● **Brief**:
Please filter the data down to the lines that include the word "struct" and copy them.

^^^^^^^^^^^^^^^^

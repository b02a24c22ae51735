/// Preview zoom as a percentage, bounded and stepped.
/// 预览缩放百分比（有界、按步进调整）。
///
/// Zoom only scales the rendered surface; it never re-renders content.
#[derive(Debug, Clone, Copy, PartialEq, Eq)]
pub struct Zoom {
    percent: u16,
}

impl Zoom {
    pub const MIN: u16 = 50;
    pub const MAX: u16 = 200;
    pub const STEP: u16 = 10;
    pub const DEFAULT: u16 = 100;

    /// Clamps into `[MIN, MAX]`.
    pub fn new(percent: u16) -> Self {
        Self {
            percent: percent.clamp(Self::MIN, Self::MAX),
        }
    }

    pub fn percent(&self) -> u16 {
        self.percent
    }

    /// Visual scale factor, `percent / 100`.
    pub fn scale(&self) -> f32 {
        f32::from(self.percent) / 100.0
    }

    pub fn set(&mut self, percent: u16) -> u16 {
        *self = Self::new(percent);
        self.percent
    }

    pub fn zoom_in(&mut self) -> u16 {
        self.set(self.percent.saturating_add(Self::STEP))
    }

    pub fn zoom_out(&mut self) -> u16 {
        self.set(self.percent.saturating_sub(Self::STEP))
    }

    pub fn reset(&mut self) -> u16 {
        self.set(Self::DEFAULT)
    }

    pub fn can_zoom_in(&self) -> bool {
        self.percent < Self::MAX
    }

    pub fn can_zoom_out(&self) -> bool {
        self.percent > Self::MIN
    }

    /// CSS transform applied to the preview container.
    pub fn css_transform(&self) -> String {
        format!("scale({})", self.scale())
    }
}

impl Default for Zoom {
    fn default() -> Self {
        Self::new(Self::DEFAULT)
    }
}
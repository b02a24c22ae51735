//! Document values flowing through the pipeline.
//! 流经管线的文档值对象。

mod asset;
mod reference;
mod snapshot;

pub use asset::{FetchedAsset, MaterializedAsset};
pub use reference::ResourceReference;
pub use snapshot::Snapshot;
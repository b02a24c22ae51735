use std::fmt;

/// Capability granted to the isolated preview document.
#[derive(Debug, Clone, Copy, PartialEq, Eq, Hash)]
pub enum SandboxCapability {
    SameOrigin,
    Scripts,
    Forms,
    TopNavigation,
    Popups,
}

impl SandboxCapability {
    pub fn token(&self) -> &'static str {
        match self {
            SandboxCapability::SameOrigin => "allow-same-origin",
            SandboxCapability::Scripts => "allow-scripts",
            SandboxCapability::Forms => "allow-forms",
            SandboxCapability::TopNavigation => "allow-top-navigation",
            SandboxCapability::Popups => "allow-popups",
        }
    }
}

/// Explicit capability set of the preview surface.
/// 预览面的显式沙箱能力集合。
#[derive(Debug, Clone, PartialEq, Eq)]
pub struct SandboxPolicy {
    capabilities: Vec<SandboxCapability>,
}

impl SandboxPolicy {
    /// Same-origin access, script execution and form submission; no
    /// navigation or top-level capability.
    pub fn preview() -> Self {
        Self {
            capabilities: vec![
                SandboxCapability::SameOrigin,
                SandboxCapability::Scripts,
                SandboxCapability::Forms,
            ],
        }
    }

    pub fn allows(&self, capability: SandboxCapability) -> bool {
        self.capabilities.contains(&capability)
    }

    pub fn capabilities(&self) -> &[SandboxCapability] {
        &self.capabilities
    }
}

/// Renders as an iframe `sandbox` attribute value.
impl fmt::Display for SandboxPolicy {
    fn fmt(&self, f: &mut fmt::Formatter<'_>) -> fmt::Result {
        let tokens: Vec<&str> = self.capabilities.iter().map(|c| c.token()).collect();
        write!(f, "{}", tokens.join(" "))
    }
}
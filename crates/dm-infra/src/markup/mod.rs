//! In-memory rendered subtree.
//! 内存中的已渲染子树。
//!
//! Markup is parsed with html5ever and kept as an owned tree. Every `<img>`
//! element carries a load state on a `watch` channel and can have its `src`
//! attribute swapped in place; [`MarkupDocument::to_html`] serializes the
//! tree with the current attributes.

mod document;
mod image;

pub use document::MarkupDocument;
pub use image::{LoadState, MarkupImage};
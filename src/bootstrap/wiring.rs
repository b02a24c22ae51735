//! # Dependency Injection / 依赖注入模块
//!
//! ## Responsibilities / 职责
//!
//! - ✅ Create infra implementations (HTTP, image codec, commands, fs) / 创建 infra 层具体实现
//! - ✅ Inject them into `PipelineDeps` / 将依赖注入到 `PipelineDeps`
//!
//! ## Prohibited / 禁止事项
//!
//! ❌ **No business logic / 禁止包含任何业务逻辑**
//! ❌ **No configuration validation / 禁止做配置验证**
//!
//! > **This is the only place allowed to depend on dm-infra + dm-app simultaneously.**
//! > **这是唯一允许同时依赖 dm-infra 和 dm-app 的地方。**

use std::sync::Arc;

use dm_app::{MaterializerTiming, PipelineDeps};
use dm_core::ports::NotifierPort;
use dm_core::{AssetOrigin, PipelineConfig};
use dm_infra::export::DEFAULT_COMMAND;
use dm_infra::{
    CommandRasterizer, FilePreviewSurface, FsDocumentSaver, HttpAssetFetcher,
    MaterializerSettings, PngRasterSurface,
};

/// Result type for wiring operations
pub type WiringResult<T> = Result<T, WiringError>;

/// Errors during dependency injection
/// 依赖注入错误（基础设施初始化失败）
#[derive(Debug, thiserror::Error)]
pub enum WiringError {
    #[error("HTTP client initialization failed: {0}")]
    HttpClient(String),

    #[error("Rasterizer initialization failed: {0}")]
    Rasterizer(String),
}

/// Wire all ports for one session.
///
/// `config` must already carry its effective directories (see
/// [`crate::bootstrap::run::effective_config`]).
pub fn wire_dependencies(
    config: &PipelineConfig,
    origin: &AssetOrigin,
    notifier: Arc<dyn NotifierPort>,
) -> WiringResult<PipelineDeps> {
    let settings = MaterializerSettings::from_config(config);

    let fetcher = HttpAssetFetcher::new(settings.fetch_timeout())
        .and_then(|fetcher| fetcher.with_origin(origin))
        .map_err(|e| WiringError::HttpClient(format!("{e:#}")))?
        .with_auth_token(config.auth_token.clone());

    let rasterizer_command = if config.rasterizer_command.trim().is_empty() {
        DEFAULT_COMMAND
    } else {
        config.rasterizer_command.as_str()
    };
    let rasterizer = CommandRasterizer::from_command_line(rasterizer_command)
        .map_err(|e| WiringError::Rasterizer(format!("{e:#}")))?;

    let preview_surface =
        FilePreviewSurface::new(&config.preview_dir).with_print_command(config.print_command.clone());

    Ok(PipelineDeps {
        fetcher: Arc::new(fetcher),
        raster_surface: Arc::new(PngRasterSurface::new()),
        timing: MaterializerTiming {
            load_settle: settings.load_settle(),
            convert_settle: settings.convert_settle(),
            fetch_timeout: settings.fetch_timeout(),
        },
        rasterizer: Arc::new(rasterizer),
        saver: Arc::new(FsDocumentSaver::new(&config.output_dir)),
        notifier,
        preview_surface: Arc::new(preview_surface),
        preview_settle: settings.preview_settle(),
    })
}
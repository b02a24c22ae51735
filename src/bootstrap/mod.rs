pub mod config;
pub mod run;
pub mod tracing;
pub mod wiring;

pub use config::load_config;
pub use run::{effective_config, ExportTarget, Overrides};
pub use wiring::wire_dependencies;
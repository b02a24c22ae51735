mod document_saver;

pub use document_saver::FsDocumentSaver;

^^^^^^^^^^^^^^^^

● **Expected output**:
pub struct Zoom {
pub struct SandboxPolicy {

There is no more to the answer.